↓↓↓

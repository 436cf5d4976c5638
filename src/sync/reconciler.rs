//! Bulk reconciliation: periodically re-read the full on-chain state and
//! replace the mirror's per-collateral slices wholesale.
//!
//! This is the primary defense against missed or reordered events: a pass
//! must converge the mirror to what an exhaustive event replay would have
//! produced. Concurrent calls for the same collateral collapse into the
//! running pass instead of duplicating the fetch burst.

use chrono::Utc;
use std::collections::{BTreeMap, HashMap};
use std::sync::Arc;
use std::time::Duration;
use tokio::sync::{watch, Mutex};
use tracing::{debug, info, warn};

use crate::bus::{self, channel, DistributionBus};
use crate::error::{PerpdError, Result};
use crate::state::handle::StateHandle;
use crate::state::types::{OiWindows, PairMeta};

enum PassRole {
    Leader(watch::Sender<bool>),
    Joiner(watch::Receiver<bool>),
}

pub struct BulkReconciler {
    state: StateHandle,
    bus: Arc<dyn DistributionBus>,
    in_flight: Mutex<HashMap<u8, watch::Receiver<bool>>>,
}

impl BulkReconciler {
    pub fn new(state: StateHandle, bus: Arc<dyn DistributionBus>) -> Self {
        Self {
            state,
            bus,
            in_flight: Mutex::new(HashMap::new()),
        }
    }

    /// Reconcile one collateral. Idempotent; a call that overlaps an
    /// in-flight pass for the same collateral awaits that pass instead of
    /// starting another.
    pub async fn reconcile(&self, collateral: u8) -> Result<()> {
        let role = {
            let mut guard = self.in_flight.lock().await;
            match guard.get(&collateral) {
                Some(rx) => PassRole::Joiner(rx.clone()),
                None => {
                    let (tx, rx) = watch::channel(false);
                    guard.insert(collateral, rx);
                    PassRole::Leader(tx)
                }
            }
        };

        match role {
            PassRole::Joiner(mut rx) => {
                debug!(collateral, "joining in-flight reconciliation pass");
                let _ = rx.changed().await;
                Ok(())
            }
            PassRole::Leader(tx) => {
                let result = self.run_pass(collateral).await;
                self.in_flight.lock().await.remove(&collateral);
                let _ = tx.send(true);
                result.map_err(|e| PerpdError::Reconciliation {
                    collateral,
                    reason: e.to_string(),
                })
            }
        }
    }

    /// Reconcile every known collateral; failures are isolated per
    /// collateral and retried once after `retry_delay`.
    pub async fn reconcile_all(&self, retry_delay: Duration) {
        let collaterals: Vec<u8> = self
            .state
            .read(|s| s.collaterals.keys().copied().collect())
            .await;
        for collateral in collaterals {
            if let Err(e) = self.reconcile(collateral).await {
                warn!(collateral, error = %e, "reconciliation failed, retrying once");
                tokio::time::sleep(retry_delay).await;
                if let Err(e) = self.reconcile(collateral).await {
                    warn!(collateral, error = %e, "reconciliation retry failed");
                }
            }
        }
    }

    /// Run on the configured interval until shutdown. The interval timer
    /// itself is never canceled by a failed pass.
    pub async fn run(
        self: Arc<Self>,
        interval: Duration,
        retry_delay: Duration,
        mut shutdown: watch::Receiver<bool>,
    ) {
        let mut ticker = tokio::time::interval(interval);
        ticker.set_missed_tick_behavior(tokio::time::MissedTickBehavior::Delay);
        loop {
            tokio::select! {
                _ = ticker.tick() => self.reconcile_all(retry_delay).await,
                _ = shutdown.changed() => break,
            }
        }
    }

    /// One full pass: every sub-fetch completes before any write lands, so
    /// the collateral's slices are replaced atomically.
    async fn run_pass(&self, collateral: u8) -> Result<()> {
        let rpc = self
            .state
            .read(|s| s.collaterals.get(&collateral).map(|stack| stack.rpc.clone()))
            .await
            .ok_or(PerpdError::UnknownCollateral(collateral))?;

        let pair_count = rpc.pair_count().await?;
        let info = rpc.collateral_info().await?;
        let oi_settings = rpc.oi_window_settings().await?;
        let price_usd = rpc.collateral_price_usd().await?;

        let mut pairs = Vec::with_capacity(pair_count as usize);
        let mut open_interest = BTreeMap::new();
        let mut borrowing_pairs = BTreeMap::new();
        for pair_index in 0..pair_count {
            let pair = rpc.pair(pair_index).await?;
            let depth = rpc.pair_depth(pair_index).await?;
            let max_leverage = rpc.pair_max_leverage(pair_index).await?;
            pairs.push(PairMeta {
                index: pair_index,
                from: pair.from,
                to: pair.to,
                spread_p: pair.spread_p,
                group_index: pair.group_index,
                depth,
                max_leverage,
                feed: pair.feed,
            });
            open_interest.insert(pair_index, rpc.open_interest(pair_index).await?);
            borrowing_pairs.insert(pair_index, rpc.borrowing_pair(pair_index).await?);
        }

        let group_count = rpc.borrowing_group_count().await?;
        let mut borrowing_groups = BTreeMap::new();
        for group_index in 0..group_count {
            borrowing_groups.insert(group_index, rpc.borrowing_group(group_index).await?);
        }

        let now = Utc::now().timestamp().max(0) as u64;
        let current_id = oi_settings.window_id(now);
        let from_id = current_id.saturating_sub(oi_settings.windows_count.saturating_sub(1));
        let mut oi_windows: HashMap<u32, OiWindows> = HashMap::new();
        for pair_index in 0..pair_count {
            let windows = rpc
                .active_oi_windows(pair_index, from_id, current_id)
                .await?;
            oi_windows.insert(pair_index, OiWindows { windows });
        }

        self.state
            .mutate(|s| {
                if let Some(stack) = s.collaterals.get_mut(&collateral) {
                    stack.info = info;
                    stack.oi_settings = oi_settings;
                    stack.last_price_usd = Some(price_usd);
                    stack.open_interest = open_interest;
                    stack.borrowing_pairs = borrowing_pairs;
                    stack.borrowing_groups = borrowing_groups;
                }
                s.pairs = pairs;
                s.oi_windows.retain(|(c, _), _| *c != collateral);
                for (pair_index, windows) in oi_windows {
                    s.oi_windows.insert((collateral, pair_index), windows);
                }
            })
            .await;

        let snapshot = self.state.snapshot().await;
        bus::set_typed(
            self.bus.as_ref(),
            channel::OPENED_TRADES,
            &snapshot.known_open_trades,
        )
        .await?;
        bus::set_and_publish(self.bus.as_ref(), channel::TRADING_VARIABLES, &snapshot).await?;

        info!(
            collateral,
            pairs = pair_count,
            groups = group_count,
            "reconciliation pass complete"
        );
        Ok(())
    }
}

↑↑↑

WORK ORDER:
Throughout the data, tally the lines that hold the string "tokio" and report the tally alone.

EXPECTED ANSWER:
5